Mais avec l’auteure de « L’Inceste » (1999), « Pourquoi le Brésil ? » (2002) ou encore « Le Voyage dans l’Est » (2021), la norme n’est pas. Ainsi, depuis toujours et ses débuts en écriture avec la parution de son premier livre, « Vu du ciel » (1990), elle s’interroge sur sa légitimité. Doute de sa place dans ce monde intellectuel où, si souvent, on s’enivre de soi-même, dans cette société du spectacle- ce qui l’a amenée à être chroniqueuse dans une émission télé où, chaque semaine, elle devait commenter et interroger de mauvais.e.s écrivain.e.s. ce qui, aujourd’hui, lui fait avouer : « Souvent, j’avais honte ». Dans « La Nuit sur commande », donc, elle aurait pu dérouler le récit de douze heures, seule (ou avec sa fille) face à des œuvres d’art. Mais Christine Angot fait peu comme les autres- et surtout pas sur commande, sous contrainte… Ainsi, elle commence à évoquer sa présence dans les murs de la Bourse de Commerce qu’à la deuxième moitié de son livre. Et elle consacre la première à des réflexions. Sur l’art. Sur son parcours de vie. Sur sa famille, ses amants, ses ami.e.s, ses connaissances… et aussi ce voyage dans l’Est, à Strasbourg où son père la violait, où sa belle-mère vit encore…
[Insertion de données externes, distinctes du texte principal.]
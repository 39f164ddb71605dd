use std::time::Duration;

use async_trait::async_trait;
use chrono::Utc;
use redis::aio::MultiplexedConnection;
use redis::RedisResult;
use serde_json::json;
use tracing::{info, warn};
use uuid::Uuid;

use super::{JobOptions, JobPayload, JobQueue, QueueName, QueuedJob};
use crate::config::QueueConfig;
use crate::errors::AppError;

/// Redis-backed queue. Per queue name:
/// `wait` (list, LPUSH/RPOPLPUSH), `active` (list), `delayed` (sorted set
/// scored by ready time in ms), `completed` / `failed` (capped history lists).
#[derive(Clone)]
pub struct RedisJobQueue {
    conn: MultiplexedConnection,
    prefix: String,
    options: JobOptions,
    keep_completed: usize,
    keep_failed: usize,
}

const PROMOTE_BATCH: isize = 50;

impl RedisJobQueue {
    pub async fn connect(client: &redis::Client, config: &QueueConfig) -> RedisResult<Self> {
        let conn = client.get_multiplexed_async_connection().await?;
        Ok(Self {
            conn,
            prefix: config.prefix.clone(),
            options: JobOptions {
                attempts: config.attempts,
                backoff_ms: config.backoff_ms,
            },
            keep_completed: config.keep_completed,
            keep_failed: config.keep_failed,
        })
    }

    fn key(&self, queue: QueueName, part: &str) -> String {
        format!("{}:{}:{}", self.prefix, queue.as_str(), part)
    }

    /// Puts jobs left in `active` by a crashed process back on `wait`.
    /// Assumes no other worker process is running against the same prefix.
    pub async fn recover_stalled(&self, queue: QueueName) -> Result<usize, AppError> {
        let mut conn = self.conn.clone();
        let active = self.key(queue, "active");
        let wait = self.key(queue, "wait");
        let mut moved = 0;
        loop {
            let item: Option<String> = redis::cmd("RPOPLPUSH")
                .arg(&active)
                .arg(&wait)
                .query_async(&mut conn)
                .await?;
            if item.is_none() {
                break;
            }
            moved += 1;
        }
        if moved > 0 {
            info!(queue = queue.as_str(), moved, "Recovered stalled jobs");
        }
        Ok(moved)
    }

    /// Moves delayed jobs whose time has come onto `wait`. ZREM decides the
    /// single winner when several workers race for the same entry.
    async fn promote_due(&self, queue: QueueName) -> Result<(), AppError> {
        let mut conn = self.conn.clone();
        let delayed = self.key(queue, "delayed");
        let now_ms = Utc::now().timestamp_millis();
        let due: Vec<String> = redis::cmd("ZRANGEBYSCORE")
            .arg(&delayed)
            .arg("-inf")
            .arg(now_ms)
            .arg("LIMIT")
            .arg(0)
            .arg(PROMOTE_BATCH)
            .query_async(&mut conn)
            .await?;

        for member in due {
            let removed: i64 = redis::cmd("ZREM")
                .arg(&delayed)
                .arg(&member)
                .query_async(&mut conn)
                .await?;
            if removed == 1 {
                redis::cmd("LPUSH")
                    .arg(self.key(queue, "wait"))
                    .arg(&member)
                    .query_async::<_, ()>(&mut conn)
                    .await?;
            }
        }
        Ok(())
    }

    fn raw_of(job: &QueuedJob) -> Result<String, AppError> {
        match &job.raw {
            Some(raw) => Ok(raw.clone()),
            None => Ok(serde_json::to_string(job).map_err(anyhow::Error::from)?),
        }
    }
}

#[async_trait]
impl JobQueue for RedisJobQueue {
    async fn enqueue(&self, payload: JobPayload) -> Result<Uuid, AppError> {
        let queue = payload.queue();
        let job = QueuedJob::new(payload, self.options);
        let body = serde_json::to_string(&job).map_err(anyhow::Error::from)?;

        let mut conn = self.conn.clone();
        redis::cmd("LPUSH")
            .arg(self.key(queue, "wait"))
            .arg(body)
            .query_async::<_, ()>(&mut conn)
            .await?;

        info!(queue = queue.as_str(), job_id = %job.id, "Job enqueued");
        Ok(job.id)
    }

    async fn reserve(&self, queue: QueueName) -> Result<Option<QueuedJob>, AppError> {
        self.promote_due(queue).await?;

        let mut conn = self.conn.clone();
        let raw: Option<String> = redis::cmd("RPOPLPUSH")
            .arg(self.key(queue, "wait"))
            .arg(self.key(queue, "active"))
            .query_async(&mut conn)
            .await?;
        let Some(raw) = raw else {
            return Ok(None);
        };

        match serde_json::from_str::<QueuedJob>(&raw) {
            Ok(mut job) => {
                job.raw = Some(raw);
                Ok(Some(job))
            }
            Err(e) => {
                warn!(queue = queue.as_str(), error = %e, "Discarding malformed job");
                redis::pipe()
                    .atomic()
                    .cmd("LREM")
                    .arg(self.key(queue, "active"))
                    .arg(1)
                    .arg(&raw)
                    .ignore()
                    .cmd("LPUSH")
                    .arg(self.key(queue, "failed"))
                    .arg(&raw)
                    .ignore()
                    .cmd("LTRIM")
                    .arg(self.key(queue, "failed"))
                    .arg(0)
                    .arg(self.keep_failed as isize - 1)
                    .ignore()
                    .query_async::<_, ()>(&mut conn)
                    .await?;
                Ok(None)
            }
        }
    }

    async fn complete(&self, job: &QueuedJob) -> Result<(), AppError> {
        let queue = job.payload.queue();
        let record = json!({
            "id": job.id,
            "attempts": job.attempts_made + 1,
            "completed_at": Utc::now(),
        })
        .to_string();

        let mut conn = self.conn.clone();
        redis::pipe()
            .atomic()
            .cmd("LREM")
            .arg(self.key(queue, "active"))
            .arg(1)
            .arg(Self::raw_of(job)?)
            .ignore()
            .cmd("LPUSH")
            .arg(self.key(queue, "completed"))
            .arg(record)
            .ignore()
            .cmd("LTRIM")
            .arg(self.key(queue, "completed"))
            .arg(0)
            .arg(self.keep_completed as isize - 1)
            .ignore()
            .query_async::<_, ()>(&mut conn)
            .await?;
        Ok(())
    }

    async fn retry_later(&self, job: &QueuedJob, delay: Duration) -> Result<(), AppError> {
        let queue = job.payload.queue();
        let ready_at = Utc::now().timestamp_millis() + delay.as_millis() as i64;
        let body = serde_json::to_string(job).map_err(anyhow::Error::from)?;

        let mut conn = self.conn.clone();
        redis::pipe()
            .atomic()
            .cmd("LREM")
            .arg(self.key(queue, "active"))
            .arg(1)
            .arg(Self::raw_of(job)?)
            .ignore()
            .cmd("ZADD")
            .arg(self.key(queue, "delayed"))
            .arg(ready_at)
            .arg(body)
            .ignore()
            .query_async::<_, ()>(&mut conn)
            .await?;
        Ok(())
    }

    async fn bury(&self, job: &QueuedJob) -> Result<(), AppError> {
        let queue = job.payload.queue();
        let body = serde_json::to_string(job).map_err(anyhow::Error::from)?;

        let mut conn = self.conn.clone();
        redis::pipe()
            .atomic()
            .cmd("LREM")
            .arg(self.key(queue, "active"))
            .arg(1)
            .arg(Self::raw_of(job)?)
            .ignore()
            .cmd("LPUSH")
            .arg(self.key(queue, "failed"))
            .arg(body)
            .ignore()
            .cmd("LTRIM")
            .arg(self.key(queue, "failed"))
            .arg(0)
            .arg(self.keep_failed as isize - 1)
            .ignore()
            .query_async::<_, ()>(&mut conn)
            .await?;
        Ok(())
    }
}
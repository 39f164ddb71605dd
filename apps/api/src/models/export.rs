use chrono::{DateTime, Utc};
use serde::{Deserialize, Serialize};
use serde_json::Value;
use sqlx::FromRow;
use uuid::Uuid;

use crate::models::user::PlanTier;

#[derive(Debug, Clone, Copy, PartialEq, Eq, Serialize, Deserialize)]
#[serde(rename_all = "SCREAMING_SNAKE_CASE")]
pub enum ExportStatus {
    Pending,
    Ready,
    Failed,
}

impl ExportStatus {
    pub fn as_str(&self) -> &'static str {
        match self {
            ExportStatus::Pending => "PENDING",
            ExportStatus::Ready => "READY",
            ExportStatus::Failed => "FAILED",
        }
    }

    pub fn parse(value: &str) -> Option<Self> {
        match value {
            "PENDING" => Some(ExportStatus::Pending),
            "READY" => Some(ExportStatus::Ready),
            "FAILED" => Some(ExportStatus::Failed),
            _ => None,
        }
    }
}

#[derive(Debug, Clone, Serialize, Deserialize, FromRow)]
pub struct ExportJobRow {
    pub id: Uuid,
    pub user_id: Uuid,
    pub resume_id: Uuid,
    pub snapshot_id: Uuid,
    pub status: String,
    pub storage_key: Option<String>,
    pub size_bytes: Option<i64>,
    pub error: Option<String>,
    pub expires_at: Option<DateTime<Utc>>,
    pub created_at: DateTime<Utc>,
    pub updated_at: DateTime<Utc>,
}

impl ExportJobRow {
    /// Unknown status strings are treated as pending; the column has a CHECK constraint.
    pub fn status(&self) -> ExportStatus {
        ExportStatus::parse(&self.status).unwrap_or(ExportStatus::Pending)
    }

    pub fn is_ready(&self) -> bool {
        self.status() == ExportStatus::Ready
    }

    /// storage_key and size_bytes are present iff READY, error iff FAILED.
    pub fn is_consistent(&self) -> bool {
        let status = self.status();
        let ready = status == ExportStatus::Ready;
        let failed = status == ExportStatus::Failed;
        self.storage_key.is_some() == ready
            && self.size_bytes.is_some() == ready
            && self.error.is_some() == failed
    }
}

/// Immutable copy of a resume's content at export time.
#[derive(Debug, Clone, Serialize, Deserialize, FromRow)]
pub struct ResumeSnapshotRow {
    pub id: Uuid,
    pub resume_id: Uuid,
    pub user_id: Uuid,
    pub content: Value,
    pub created_at: DateTime<Utc>,
}

/// How a finished export reaches the user.
#[derive(Debug, Clone, Copy, PartialEq, Eq, Serialize, Deserialize)]
#[serde(rename_all = "lowercase")]
pub enum Delivery {
    Download,
    Email,
}

impl Delivery {
    pub fn for_tier(tier: PlanTier) -> Self {
        if tier.allows_direct_download() {
            Delivery::Download
        } else {
            Delivery::Email
        }
    }
}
Alors, on a droit à des pages cinglantes, acides, amères… Le monde de l’art (contemporain et parisien) n’en sort pas honoré. Ainsi, Christine Angot est, pendant quelques années, « la favorite » de Sophie Calle, très souveraine Ancien Régime, avant d’être déchue parce qu’elle fréquentait Catherine Robbe-Grillet ou encore le couple Catherine Millet- Jacques Henric. Ainsi, elle publie une lettre « anonyme » postée par le journaliste-chroniqueur qui l’accompagnait dans l’émission télé et qui balance, évoquant l’inceste qu’elle a subi entre 13 et 16 ans puis jeune adulte : « Son truc d’inceste j’ai toujours eu des doutes. Ça lui fait un truc à raconter »…
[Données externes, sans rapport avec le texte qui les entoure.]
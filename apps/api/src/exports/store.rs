//! Persistence for export jobs and resume snapshots.
//!
//! The transition methods are the only writers of `export_jobs.status`, so the
//! READY/FAILED column invariants hold by construction (and by the table's
//! CHECK constraint).

use async_trait::async_trait;
use chrono::{DateTime, Utc};
use sqlx::PgPool;
use uuid::Uuid;

use crate::errors::AppError;
use crate::models::export::{ExportJobRow, ResumeSnapshotRow};

#[async_trait]
pub trait ExportStore: Send + Sync {
    /// Copies the resume's current content into a new snapshot in one statement.
    /// NotFound if the resume does not exist or belongs to someone else.
    async fn create_snapshot(
        &self,
        user_id: Uuid,
        resume_id: Uuid,
    ) -> Result<ResumeSnapshotRow, AppError>;

    async fn find_snapshot(&self, id: Uuid) -> Result<Option<ResumeSnapshotRow>, AppError>;

    async fn create_export(
        &self,
        user_id: Uuid,
        resume_id: Uuid,
        snapshot_id: Uuid,
    ) -> Result<ExportJobRow, AppError>;

    async fn find_export(&self, id: Uuid) -> Result<Option<ExportJobRow>, AppError>;

    /// PENDING or FAILED → READY. Returns None if the export is already READY or gone.
    async fn mark_ready(
        &self,
        id: Uuid,
        storage_key: &str,
        size_bytes: i64,
        expires_at: DateTime<Utc>,
    ) -> Result<Option<ExportJobRow>, AppError>;

    /// PENDING or FAILED → FAILED. READY exports are left untouched (returns None).
    async fn mark_failed(&self, id: Uuid, error: &str) -> Result<Option<ExportJobRow>, AppError>;

    /// Exports counting against `max_exports`: everything not FAILED.
    async fn count_active_exports(&self, user_id: Uuid) -> Result<i64, AppError>;

    async fn count_created_between(
        &self,
        user_id: Uuid,
        start: DateTime<Utc>,
        end: DateTime<Utc>,
    ) -> Result<i64, AppError>;

    /// Sum of `size_bytes` over exports that became READY in `[start, end)`.
    async fn ready_bytes_between(
        &self,
        user_id: Uuid,
        start: DateTime<Utc>,
        end: DateTime<Utc>,
    ) -> Result<i64, AppError>;

    async fn list_expired(
        &self,
        now: DateTime<Utc>,
        limit: i64,
    ) -> Result<Vec<ExportJobRow>, AppError>;

    async fn delete_export(&self, id: Uuid) -> Result<bool, AppError>;
}

pub struct PgExportStore {
    pool: PgPool,
}

impl PgExportStore {
    pub fn new(pool: PgPool) -> Self {
        Self { pool }
    }
}

#[async_trait]
impl ExportStore for PgExportStore {
    async fn create_snapshot(
        &self,
        user_id: Uuid,
        resume_id: Uuid,
    ) -> Result<ResumeSnapshotRow, AppError> {
        sqlx::query_as::<_, ResumeSnapshotRow>(
            r#"
            INSERT INTO resume_snapshots (id, resume_id, user_id, content)
            SELECT $1, r.id, r.user_id, r.content
            FROM resumes r
            WHERE r.id = $2 AND r.user_id = $3
            RETURNING *
            "#,
        )
        .bind(Uuid::new_v4())
        .bind(resume_id)
        .bind(user_id)
        .fetch_optional(&self.pool)
        .await?
        .ok_or_else(|| AppError::NotFound(format!("Resume {resume_id} not found")))
    }

    async fn find_snapshot(&self, id: Uuid) -> Result<Option<ResumeSnapshotRow>, AppError> {
        Ok(
            sqlx::query_as::<_, ResumeSnapshotRow>("SELECT * FROM resume_snapshots WHERE id = $1")
                .bind(id)
                .fetch_optional(&self.pool)
                .await?,
        )
    }

    async fn create_export(
        &self,
        user_id: Uuid,
        resume_id: Uuid,
        snapshot_id: Uuid,
    ) -> Result<ExportJobRow, AppError> {
        Ok(sqlx::query_as::<_, ExportJobRow>(
            r#"
            INSERT INTO export_jobs (id, user_id, resume_id, snapshot_id, status)
            VALUES ($1, $2, $3, $4, 'PENDING')
            RETURNING *
            "#,
        )
        .bind(Uuid::new_v4())
        .bind(user_id)
        .bind(resume_id)
        .bind(snapshot_id)
        .fetch_one(&self.pool)
        .await?)
    }

    async fn find_export(&self, id: Uuid) -> Result<Option<ExportJobRow>, AppError> {
        Ok(
            sqlx::query_as::<_, ExportJobRow>("SELECT * FROM export_jobs WHERE id = $1")
                .bind(id)
                .fetch_optional(&self.pool)
                .await?,
        )
    }

    async fn mark_ready(
        &self,
        id: Uuid,
        storage_key: &str,
        size_bytes: i64,
        expires_at: DateTime<Utc>,
    ) -> Result<Option<ExportJobRow>, AppError> {
        Ok(sqlx::query_as::<_, ExportJobRow>(
            r#"
            UPDATE export_jobs
            SET status = 'READY', storage_key = $2, size_bytes = $3, expires_at = $4,
                error = NULL, updated_at = NOW()
            WHERE id = $1 AND status <> 'READY'
            RETURNING *
            "#,
        )
        .bind(id)
        .bind(storage_key)
        .bind(size_bytes)
        .bind(expires_at)
        .fetch_optional(&self.pool)
        .await?)
    }

    async fn mark_failed(&self, id: Uuid, error: &str) -> Result<Option<ExportJobRow>, AppError> {
        Ok(sqlx::query_as::<_, ExportJobRow>(
            r#"
            UPDATE export_jobs
            SET status = 'FAILED', error = $2, storage_key = NULL, size_bytes = NULL,
                expires_at = NULL, updated_at = NOW()
            WHERE id = $1 AND status <> 'READY'
            RETURNING *
            "#,
        )
        .bind(id)
        .bind(error)
        .fetch_optional(&self.pool)
        .await?)
    }

    async fn count_active_exports(&self, user_id: Uuid) -> Result<i64, AppError> {
        Ok(sqlx::query_scalar(
            "SELECT COUNT(*) FROM export_jobs WHERE user_id = $1 AND status <> 'FAILED'",
        )
        .bind(user_id)
        .fetch_one(&self.pool)
        .await?)
    }

    async fn count_created_between(
        &self,
        user_id: Uuid,
        start: DateTime<Utc>,
        end: DateTime<Utc>,
    ) -> Result<i64, AppError> {
        Ok(sqlx::query_scalar(
            r#"
            SELECT COUNT(*) FROM export_jobs
            WHERE user_id = $1 AND created_at >= $2 AND created_at < $3
            "#,
        )
        .bind(user_id)
        .bind(start)
        .bind(end)
        .fetch_one(&self.pool)
        .await?)
    }

    async fn ready_bytes_between(
        &self,
        user_id: Uuid,
        start: DateTime<Utc>,
        end: DateTime<Utc>,
    ) -> Result<i64, AppError> {
        // READY rows are immutable, so updated_at is the moment they became READY.
        Ok(sqlx::query_scalar(
            r#"
            SELECT COALESCE(SUM(size_bytes), 0)::BIGINT FROM export_jobs
            WHERE user_id = $1 AND status = 'READY'
              AND updated_at >= $2 AND updated_at < $3
            "#,
        )
        .bind(user_id)
        .bind(start)
        .bind(end)
        .fetch_one(&self.pool)
        .await?)
    }

    async fn list_expired(
        &self,
        now: DateTime<Utc>,
        limit: i64,
    ) -> Result<Vec<ExportJobRow>, AppError> {
        Ok(sqlx::query_as::<_, ExportJobRow>(
            r#"
            SELECT * FROM export_jobs
            WHERE expires_at IS NOT NULL AND expires_at <= $1
            ORDER BY expires_at ASC
            LIMIT $2
            "#,
        )
        .bind(now)
        .bind(limit)
        .fetch_all(&self.pool)
        .await?)
    }

    async fn delete_export(&self, id: Uuid) -> Result<bool, AppError> {
        let result = sqlx::query("DELETE FROM export_jobs WHERE id = $1")
            .bind(id)
            .execute(&self.pool)
            .await?;
        Ok(result.rows_affected() > 0)
    }
}
//! Export emails: the message sent for a READY export, and the total parser
//! that rebuilds an `EmailJob` from a failure row's metadata.

use bytes::Bytes;
use serde_json::{json, Map, Value};
use thiserror::Error;
use uuid::Uuid;

use crate::mailer::{Attachment, OutgoingEmail};
use crate::queue::{EmailJob, EmailReason};

#[derive(Debug, Error, PartialEq, Eq)]
pub enum EmailJobParseError {
    #[error("failure record has no job payload")]
    MissingJob,

    #[error("job field '{0}' is missing")]
    Missing(&'static str),

    #[error("job field '{0}' is invalid")]
    Invalid(&'static str),
}

/// Metadata stored with an `export.email.failed` row.
pub fn failure_metadata(job: &EmailJob, error: &str) -> Value {
    json!({
        "exportId": job.export_id,
        "reason": job.reason.as_str(),
        "error": error,
        "job": job,
    })
}

pub fn parse_email_job(metadata: &Value) -> Result<EmailJob, EmailJobParseError> {
    let job = metadata
        .get("job")
        .and_then(Value::as_object)
        .ok_or(EmailJobParseError::MissingJob)?;

    let reason = EmailReason::parse(&required_str(job, "reason")?)
        .ok_or(EmailJobParseError::Invalid("reason"))?;
    let to = required_str(job, "to")?;
    if !looks_like_email(&to) {
        return Err(EmailJobParseError::Invalid("to"));
    }

    let recipient = match job.get("recipient") {
        None | Some(Value::Null) => None,
        Some(Value::String(r)) if looks_like_email(r) => Some(r.clone()),
        Some(_) => return Err(EmailJobParseError::Invalid("recipient")),
    };
    if reason == EmailReason::BulkApply && recipient.is_none() {
        return Err(EmailJobParseError::Missing("recipient"));
    }

    Ok(EmailJob {
        export_id: required_uuid(job, "exportId")?,
        user_id: required_uuid(job, "userId")?,
        to,
        reason,
        recipient,
    })
}

fn required_str(job: &Map<String, Value>, field: &'static str) -> Result<String, EmailJobParseError> {
    match job.get(field) {
        None | Some(Value::Null) => Err(EmailJobParseError::Missing(field)),
        Some(Value::String(s)) if !s.trim().is_empty() => Ok(s.trim().to_string()),
        Some(_) => Err(EmailJobParseError::Invalid(field)),
    }
}

fn required_uuid(job: &Map<String, Value>, field: &'static str) -> Result<Uuid, EmailJobParseError> {
    Uuid::parse_str(&required_str(job, field)?).map_err(|_| EmailJobParseError::Invalid(field))
}

/// Loose shape check: one `@`, non-empty local part, dotted domain, no whitespace.
pub fn looks_like_email(value: &str) -> bool {
    if value.chars().any(char::is_whitespace) {
        return false;
    }
    let mut parts = value.split('@');
    match (parts.next(), parts.next(), parts.next()) {
        (Some(local), Some(domain), None) => {
            !local.is_empty()
                && domain.contains('.')
                && !domain.starts_with('.')
                && !domain.ends_with('.')
        }
        _ => false,
    }
}

pub fn build_export_email(job: &EmailJob, pdf: Bytes) -> OutgoingEmail {
    let filename = format!("resume-{}.pdf", job.export_id);
    let (to, subject, text) = match (job.reason, &job.recipient) {
        (EmailReason::BulkApply, Some(recipient)) => (
            recipient.clone(),
            "Job application".to_string(),
            format!(
                "Please find the applicant's resume attached. Replies can go to {}.",
                job.to
            ),
        ),
        _ => (
            job.to.clone(),
            "Your resume export is ready".to_string(),
            "Your exported resume is attached to this email.".to_string(),
        ),
    };

    OutgoingEmail {
        to,
        subject,
        text,
        attachments: vec![Attachment {
            filename,
            content_type: "application/pdf".to_string(),
            content: pdf,
        }],
    }
}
En soirée, mère et fille ont dîné au restaurant de la Bourse de Commerce. Deux lits de camp ont été installés, côte à côte. Puis Léonore fait le tour des lieux en éclaireuse, Christine est assise face à la table sur laquelle il y a son ordinateur et une rame de feuilles blanches. A 1 heure 45 du matin, avec sa fille Léonore, Christine Angot quitte la Bourse de Commerce. Ce fut « sa » nuit au musée…
La Nuit sur commande
Auteure : Christine Angot
Editions : Stock
Parution : 12 mars 2025
Prix : 19 €
Extrait
« On était toutes les deux, seules dans l’espace, on descendait le grand escalier blanc, c’était une situation exceptionnelle qui n’allait pas se représenter. Je me disais que je la gâchais. On était seules au milieu de Paris dans un lieu fermé à clé, où on avait eu l’autorisation d’entrer, qui contenait des œuvres exceptionnelles. Qu’est-ce que j’en faisais ? Rien. Je descendais l’escalier pour aller prendre l’ascenseur qui menait au restaurant. Dans le miroir de l’ascenseur, Léonore a pris une photo de nous : je suis de dos, je la serre contre moi, elle est de face, le bras tendu qui tient l’appareil ».